Problem to solve: Please repeat each line of the data exactly, with nothing left out.

------ Given information ------

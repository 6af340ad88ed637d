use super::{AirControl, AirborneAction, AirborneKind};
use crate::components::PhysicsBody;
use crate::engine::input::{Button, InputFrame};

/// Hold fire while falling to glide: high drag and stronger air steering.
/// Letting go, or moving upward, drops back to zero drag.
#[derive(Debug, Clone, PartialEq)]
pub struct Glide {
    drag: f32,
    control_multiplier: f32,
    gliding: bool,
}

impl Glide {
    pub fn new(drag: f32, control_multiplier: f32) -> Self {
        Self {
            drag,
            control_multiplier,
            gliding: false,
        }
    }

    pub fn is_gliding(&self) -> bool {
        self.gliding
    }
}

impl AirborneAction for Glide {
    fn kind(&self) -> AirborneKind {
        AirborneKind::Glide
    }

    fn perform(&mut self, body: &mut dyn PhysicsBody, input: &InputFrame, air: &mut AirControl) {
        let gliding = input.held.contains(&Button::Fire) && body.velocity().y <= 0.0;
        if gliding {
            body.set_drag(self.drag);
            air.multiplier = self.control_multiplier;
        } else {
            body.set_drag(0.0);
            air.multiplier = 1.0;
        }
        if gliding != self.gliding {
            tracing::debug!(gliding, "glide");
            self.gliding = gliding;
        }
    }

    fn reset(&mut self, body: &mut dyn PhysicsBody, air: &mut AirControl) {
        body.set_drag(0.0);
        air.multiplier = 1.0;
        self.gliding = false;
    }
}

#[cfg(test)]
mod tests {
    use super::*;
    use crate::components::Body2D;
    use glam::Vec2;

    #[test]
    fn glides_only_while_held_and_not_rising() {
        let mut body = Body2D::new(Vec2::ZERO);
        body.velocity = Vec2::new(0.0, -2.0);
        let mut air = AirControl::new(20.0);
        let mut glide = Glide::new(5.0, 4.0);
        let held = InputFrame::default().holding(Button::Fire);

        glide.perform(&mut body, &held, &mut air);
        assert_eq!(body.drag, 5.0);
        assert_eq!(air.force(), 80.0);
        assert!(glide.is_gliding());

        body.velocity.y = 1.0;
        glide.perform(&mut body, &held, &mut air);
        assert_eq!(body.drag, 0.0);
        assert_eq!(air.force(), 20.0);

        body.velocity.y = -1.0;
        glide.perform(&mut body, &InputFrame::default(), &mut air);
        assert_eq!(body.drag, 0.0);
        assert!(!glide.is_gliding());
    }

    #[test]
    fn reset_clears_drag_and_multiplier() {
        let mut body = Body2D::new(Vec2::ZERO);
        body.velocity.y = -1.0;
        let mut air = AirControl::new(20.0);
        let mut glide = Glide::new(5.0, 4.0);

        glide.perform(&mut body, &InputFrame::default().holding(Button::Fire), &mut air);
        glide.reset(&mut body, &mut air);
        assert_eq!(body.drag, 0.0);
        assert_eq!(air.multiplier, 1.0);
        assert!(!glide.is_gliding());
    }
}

------

Exercise response:
repository 6af340ad88ed637d
use super::{AirControl, AirborneAction, AirborneKind};
use crate::components::PhysicsBody;
use crate::engine::input::{Button, InputFrame};

/// Hold fire while falling to glide: high drag and stronger air steering.
/// Letting go, or moving upward, drops back to zero drag.
#[derive(Debug, Clone, PartialEq)]
pub struct Glide {
    drag: f32,
    control_multiplier: f32,
    gliding: bool,
}

impl Glide {
    pub fn new(drag: f32, control_multiplier: f32) -> Self {
        Self {
            drag,
            control_multiplier,
            gliding: false,
        }
    }

    pub fn is_gliding(&self) -> bool {
        self.gliding
    }
}

impl AirborneAction for Glide {
    fn kind(&self) -> AirborneKind {
        AirborneKind::Glide
    }

    fn perform(&mut self, body: &mut dyn PhysicsBody, input: &InputFrame, air: &mut AirControl) {
        let gliding = input.held.contains(&Button::Fire) && body.velocity().y <= 0.0;
        if gliding {
            body.set_drag(self.drag);
            air.multiplier = self.control_multiplier;
        } else {
            body.set_drag(0.0);
            air.multiplier = 1.0;
        }
        if gliding != self.gliding {
            tracing::debug!(gliding, "glide");
            self.gliding = gliding;
        }
    }

    fn reset(&mut self, body: &mut dyn PhysicsBody, air: &mut AirControl) {
        body.set_drag(0.0);
        air.multiplier = 1.0;
        self.gliding = false;
    }
}

#[cfg(test)]
mod tests {
    use super::*;
    use crate::components::Body2D;
    use glam::Vec2;

    #[test]
    fn glides_only_while_held_and_not_rising() {
        let mut body = Body2D::new(Vec2::ZERO);
        body.velocity = Vec2::new(0.0, -2.0);
        let mut air = AirControl::new(20.0);
        let mut glide = Glide::new(5.0, 4.0);
        let held = InputFrame::default().holding(Button::Fire);

        glide.perform(&mut body, &held, &mut air);
        assert_eq!(body.drag, 5.0);
        assert_eq!(air.force(), 80.0);
        assert!(glide.is_gliding());

        body.velocity.y = 1.0;
        glide.perform(&mut body, &held, &mut air);
        assert_eq!(body.drag, 0.0);
        assert_eq!(air.force(), 20.0);

        body.velocity.y = -1.0;
        glide.perform(&mut body, &InputFrame::default(), &mut air);
        assert_eq!(body.drag, 0.0);
        assert!(!glide.is_gliding());
    }

    #[test]
    fn reset_clears_drag_and_multiplier() {
        let mut body = Body2D::new(Vec2::ZERO);
        body.velocity.y = -1.0;
        let mut air = AirControl::new(20.0);
        let mut glide = Glide::new(5.0, 4.0);

        glide.perform(&mut body, &InputFrame::default().holding(Button::Fire), &mut air);
        glide.reset(&mut body, &mut air);
        assert_eq!(body.drag, 0.0);
        assert_eq!(air.multiplier, 1.0);
        assert!(!glide.is_gliding());
    }
}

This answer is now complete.